Expression and significance of SOX11 in retinoblastoma / 中华眼底病杂志

ABSTRACT

Objective:To investigate the expression of transcription factor SOX11 in retinoblastoma(RB) and the relation with the genes and cellular pathways.Methods:A public data set gse59983 containing the full mRNA expression profile of cancer tissues in 76 RB patients was downloaded from the GEO Database at the National Center for Biotechnology Information. According to the expression of 15 marker genes, these genes were divided into cell cycle marker genome (group 1, 26 patients), vertebral photoreceptor marker genome(group 2, 4 patients) and rod photoreceptor marker gene (group 3, 46 patients). R2 bioinformatics platform(http://r2.amc.NL) was used to analyze the gse59983 public data set. The SOX11 expression in cancer tissues of patients in 3 groups were observed and the SOX11-related genes were identified. According to the gene correlation, the clustering heat map was drawn, and the related genes and pathways of SOX11 were preliminarily analyzed by Kyoto Encyclopedia of Genes and Genomes (KEGG) pathway analysis tool and Gene Annotation (GO) analysis method.Results:SOX11 expression in cancer tissues of patients in group 1 was significantly higher than that of groups 2 and 3 ( P<0.001). SOX11 expression in cancer tissues of patients in group 3 was significantly higher than that in group 2 ( P<0.001). A total of 4524 genes significantly related to SOX11 expression were detected. Among them, there were 2139 positively correlated genes and 2385 negatively correlated genes.

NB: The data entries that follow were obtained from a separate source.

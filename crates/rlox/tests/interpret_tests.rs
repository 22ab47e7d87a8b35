//! End-to-end behavior of the compiler/VM pair, asserted on exact stdout.

use pretty_assertions::assert_eq;
use rlox::{CollectStringPrint, Vm};

/// Runs a program and returns everything it printed.
fn run(source: &str) -> String {
    let mut vm = Vm::with_writer(CollectStringPrint::new());
    vm.interpret(source).expect("program should run");
    vm.into_writer().into_output()
}

// =============================================================================
// Expressions and statements
// =============================================================================

#[test]
fn arithmetic_and_precedence() {
    assert_eq!(run("println(1 + 2 * 3);"), "7\n");
    assert_eq!(run("println((1 + 2) * 3);"), "9\n");
    assert_eq!(run("println(10 / 4);"), "2.5\n");
    assert_eq!(run("println(-2 - -3);"), "1\n");
    assert_eq!(run("println(1 + 2 == 3);"), "true\n");
}

#[test]
fn comparison_and_equality() {
    assert_eq!(run("println(1 < 2);"), "true\n");
    assert_eq!(run("println(2 <= 2);"), "true\n");
    assert_eq!(run("println(3 > 4);"), "false\n");
    assert_eq!(run("println(1 != 2);"), "true\n");
    assert_eq!(run("println(nil == nil);"), "true\n");
    assert_eq!(run("println(nil == false);"), "false\n");
    assert_eq!(run("println(\"a\" == \"b\");"), "false\n");
}

#[test]
fn truthiness() {
    // Only nil and false are falsey; 0 and "" are truthy.
    assert_eq!(run("println(!nil);"), "true\n");
    assert_eq!(run("println(!false);"), "true\n");
    assert_eq!(run("println(!0);"), "false\n");
    assert_eq!(run("println(!\"\");"), "false\n");
    assert_eq!(run("if (0) println(\"zero is truthy\");"), "zero is truthy\n");
}

#[test]
fn number_literals() {
    assert_eq!(run("println(1_000_000);"), "1000000\n");
    assert_eq!(run("println(1.5e2);"), "150\n");
    assert_eq!(run("println(2E-1);"), "0.2\n");
    assert_eq!(run("println(1_2.3_4);"), "12.34\n");
}

#[test]
fn number_printing_uses_fifteen_significant_digits() {
    assert_eq!(run("println(0.1 + 0.2);"), "0.3\n");
    assert_eq!(run("println(1/3);"), "0.333333333333333\n");
    assert_eq!(run("println(100000000000000000000);"), "1e+20\n");
}

#[test]
fn string_concatenation() {
    assert_eq!(run("println(\"foo\" + \"bar\" + \"!\");"), "foobar!\n");
    assert_eq!(run("var s = \"\"; s = s + \"a\"; s = s + \"b\"; println(s);"), "ab\n");
}

#[test]
fn multiline_strings() {
    assert_eq!(run("println(\"one\ntwo\");"), "one\ntwo\n");
}

#[test]
fn logical_operators_short_circuit_to_operands() {
    assert_eq!(run("println(nil or \"fallback\");"), "fallback\n");
    assert_eq!(run("println(1 and 2);"), "2\n");
    assert_eq!(run("println(false and \"unreached\");"), "false\n");
    assert_eq!(run("println(\"first\" or \"second\");"), "first\n");
}

#[test]
fn logical_operators_do_not_evaluate_the_short_circuited_side() {
    let out = run(
        "fun loud() { println(\"evaluated\"); return true; }\n\
         false and loud();\n\
         true or loud();\n\
         println(\"done\");",
    );
    assert_eq!(out, "done\n");
}

#[test]
fn assignment_is_an_expression() {
    assert_eq!(run("var a; var b; a = b = 2; println(a + b);"), "4\n");
}

// =============================================================================
// Scopes and control flow
// =============================================================================

#[test]
fn block_scoping_and_shadowing() {
    let out = run(
        "var a = \"global\";\n\
         { var a = \"local\"; println(a); }\n\
         println(a);",
    );
    assert_eq!(out, "local\nglobal\n");
}

#[test]
fn if_else_chains() {
    let source = "fun pick(n) { if (n < 0) return \"neg\"; else if (n == 0) return \"zero\"; else return \"pos\"; }\n\
                  println(pick(-1)); println(pick(0)); println(pick(5));";
    assert_eq!(run(source), "neg\nzero\npos\n");
}

#[test]
fn while_loops() {
    assert_eq!(run("var i = 0; while (i < 5) { i = i + 1; } println(i);"), "5\n");
}

#[test]
fn for_loops() {
    assert_eq!(
        run("var total = 0; for (var i = 0; i < 5; i = i + 1) { total = total + i; } println(total);"),
        "10\n"
    );
    // All three clauses are optional; break provides the exit.
    assert_eq!(
        run("var i = 0; for (;;) { i = i + 1; if (i == 3) break; } println(i);"),
        "3\n"
    );
}

#[test]
fn break_exits_the_innermost_loop() {
    let out = run(
        "var log = \"\";\n\
         for (var i = 0; i < 3; i = i + 1) {\n\
           for (var j = 0; j < 10; j = j + 1) {\n\
             if (j == 2) break;\n\
             log = log + \"x\";\n\
           }\n\
           log = log + \".\";\n\
         }\n\
         println(log);",
    );
    assert_eq!(out, "xx.xx.xx.\n");
}

#[test]
fn break_discards_locals_from_inner_scopes() {
    let out = run(
        "var log = \"\";\n\
         for (var i = 0; i < 10; i = i + 1) {\n\
           var tag = \"x\";\n\
           if (i == 2) { var deep = \"unused\"; break; }\n\
           log = log + tag;\n\
         }\n\
         println(log);",
    );
    assert_eq!(out, "xx\n");
}

// =============================================================================
// Functions and closures
// =============================================================================

#[test]
fn fibonacci() {
    let out = run(
        "fun fib(n) { if (n < 2) return n; return fib(n - 1) + fib(n - 2); }\n\
         println(fib(10));",
    );
    assert_eq!(out, "55\n");
}

#[test]
fn closure_captures_through_two_levels() {
    let out = run(
        "fun outer() { var x = \"value\"; fun middle() { fun inner() { println(x); } return inner; } return middle; }\n\
         outer()()();",
    );
    assert_eq!(out, "value\n");
}

#[test]
fn upvalue_updates_visible_after_return() {
    let out = run(
        "fun make() { var i = 0; fun inc() { i = i + 1; return i; } return inc; }\n\
         var f = make(); println(f()); println(f()); println(f());",
    );
    assert_eq!(out, "1\n2\n3\n");
}

#[test]
fn closures_share_a_captured_variable() {
    let out = run(
        "var bump; var bigBump;\n\
         fun make() {\n\
           var x = 0;\n\
           fun a() { x = x + 1; return x; }\n\
           fun b() { x = x + 10; return x; }\n\
           bump = a; bigBump = b;\n\
         }\n\
         make();\n\
         println(bump()); println(bigBump()); println(bump());",
    );
    assert_eq!(out, "1\n11\n12\n");
}

#[test]
fn each_call_captures_fresh_variables() {
    let out = run(
        "fun make() { var i = 0; fun inc() { i = i + 1; return i; } return inc; }\n\
         var f = make(); var g = make();\n\
         println(f()); println(f()); println(g());",
    );
    assert_eq!(out, "1\n2\n1\n");
}

#[test]
fn functions_are_first_class() {
    let out = run(
        "fun twice(f, v) { return f(f(v)); }\n\
         fun addOne(n) { return n + 1; }\n\
         println(twice(addOne, 5));",
    );
    assert_eq!(out, "7\n");
}

#[test]
fn recursion_through_a_local_function_name() {
    let out = run(
        "{\n\
           fun countdown(n) { if (n <= 0) return \"done\"; return countdown(n - 1); }\n\
           println(countdown(5));\n\
         }",
    );
    assert_eq!(out, "done\n");
}

// =============================================================================
// Classes
// =============================================================================

#[test]
fn initializer_stores_fields_and_returns_the_instance() {
    let out = run(
        "class P { init(x) { this.x = x; } }\n\
         var p = P(42); println(p.x);",
    );
    assert_eq!(out, "42\n");
}

#[test]
fn calling_init_again_returns_this() {
    let out = run(
        "class P { init(x) { this.x = x; } }\n\
         var p = P(1);\n\
         var q = p.init(9);\n\
         println(p.x); println(p == q);",
    );
    assert_eq!(out, "9\ntrue\n");
}

#[test]
fn methods_bind_this() {
    let out = run(
        "class Counter {\n\
           init(start) { this.n = start; }\n\
           bump() { this.n = this.n + 1; return this.n; }\n\
         }\n\
         var c = Counter(41); println(c.bump()); println(c.n);",
    );
    assert_eq!(out, "42\n42\n");
}

#[test]
fn bound_methods_remember_their_receiver() {
    let out = run(
        "class P { init(v) { this.v = v; } get() { return this.v; } }\n\
         var p = P(7);\n\
         var m = p.get;\n\
         println(m());",
    );
    assert_eq!(out, "7\n");
}

#[test]
fn fields_shadow_methods() {
    let out = run(
        "class C { m() { return \"method\"; } }\n\
         var c = C();\n\
         println(c.m());\n\
         c.m = 5;\n\
         println(c.m);",
    );
    assert_eq!(out, "method\n5\n");
}

#[test]
fn callable_fields_are_invoked_like_methods() {
    let out = run(
        "fun shout() { return \"field fn\"; }\n\
         class C {}\n\
         var c = C(); c.f = shout;\n\
         println(c.f());",
    );
    assert_eq!(out, "field fn\n");
}

#[test]
fn inheritance_and_super() {
    let out = run(
        "class A { speak() { println(\"A\"); } }\n\
         class B < A { speak() { super.speak(); println(\"B\"); } }\n\
         B().speak();",
    );
    assert_eq!(out, "A\nB\n");
}

#[test]
fn inherited_methods_bind_the_subclass_instance() {
    let out = run(
        "class A { name() { return \"A\"; } describe() { return \"I am \" + this.name(); } }\n\
         class B < A { name() { return \"B\"; } }\n\
         println(B().describe());",
    );
    assert_eq!(out, "I am B\n");
}

#[test]
fn super_calls_skip_the_override() {
    let out = run(
        "class A { m() { return \"A.m\"; } }\n\
         class B < A { m() { return \"B.m\"; } callSuper() { return super.m(); } }\n\
         println(B().m()); println(B().callSuper());",
    );
    assert_eq!(out, "B.m\nA.m\n");
}

#[test]
fn initializers_are_inherited() {
    let out = run(
        "class A { init(v) { this.v = v; } }\n\
         class B < A {}\n\
         println(B(3).v);",
    );
    assert_eq!(out, "3\n");
}

// =============================================================================
// Strings and interning
// =============================================================================

#[test]
fn concatenated_strings_intern_to_the_same_object() {
    let out = run(
        "var a = \"ab\" + \"c\"; var b = \"abc\"; println(a == b);",
    );
    assert_eq!(out, "true\n");
}

// =============================================================================
// Natives and printing
// =============================================================================

#[test]
fn print_writes_without_separators_or_newline() {
    assert_eq!(run("print(1, 2, 3); print(\"x\");"), "123x");
}

#[test]
fn println_terminates_with_a_newline() {
    assert_eq!(run("println(\"a\", \"b\");"), "ab\n");
    assert_eq!(run("println();"), "\n");
}

#[test]
fn clock_is_monotonic_and_numeric() {
    assert_eq!(run("var t = clock(); println(t >= 0); println(clock() >= t);"), "true\ntrue\n");
}

#[test]
fn value_printing_rules() {
    assert_eq!(run("println(nil);"), "nil\n");
    assert_eq!(run("println(true, false);"), "truefalse\n");
    assert_eq!(run("fun f() {} println(f);"), "<fn f>\n");
    assert_eq!(run("class C {} println(C);"), "C\n");
    assert_eq!(run("class C {} println(C());"), "C instance\n");
    assert_eq!(run("class C { m() {} } println(C().m);"), "<fn m>\n");
    assert_eq!(run("println(clock);"), "<native fn>\n");
}

// =============================================================================
// Session behavior
// =============================================================================

#[test]
fn globals_persist_across_interpret_calls() {
    let mut vm = Vm::with_writer(CollectStringPrint::new());
    vm.interpret("var x = 1; fun double(n) { return n + n; }").unwrap();
    vm.interpret("println(double(x + 20));").unwrap();
    assert_eq!(vm.writer().output(), "42\n");
}

#[test]
fn vm_stays_usable_after_a_runtime_error() {
    let mut vm = Vm::with_writer(CollectStringPrint::new());
    assert!(vm.interpret("println(missing);").is_err());
    vm.interpret("println(\"still alive\");").unwrap();
    assert_eq!(vm.writer().output(), "still alive\n");
}

#[test]
fn disassembly_covers_nested_functions() {
    let mut vm = Vm::new();
    let text = vm
        .disassemble("fun greet(name) { println(\"hi \" + name); } greet(\"you\");")
        .unwrap();
    assert!(text.contains("== script =="));
    assert!(text.contains("== greet =="));
    assert!(text.contains("Closure"));
    assert!(text.contains("Call"));
}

SOX11 and the 16 genes with the strongest correlation were screened and the clustering heat map was drawn. The clustering form of SOX11 and SOX11 significantly correlated genes was roughly the same as the original form. KEGG and GO analysis showed that SOX11 related genes were involved in regulating mitotic cell cycle, cell apoptosis, photoreceptor cell development, photoreceptor cell protection, etc. Conclusion:The expression of SOX11 in RB is significantly different in different types or periods. Its expression is significantly correlated with genes involved in the regulation of cell cycle.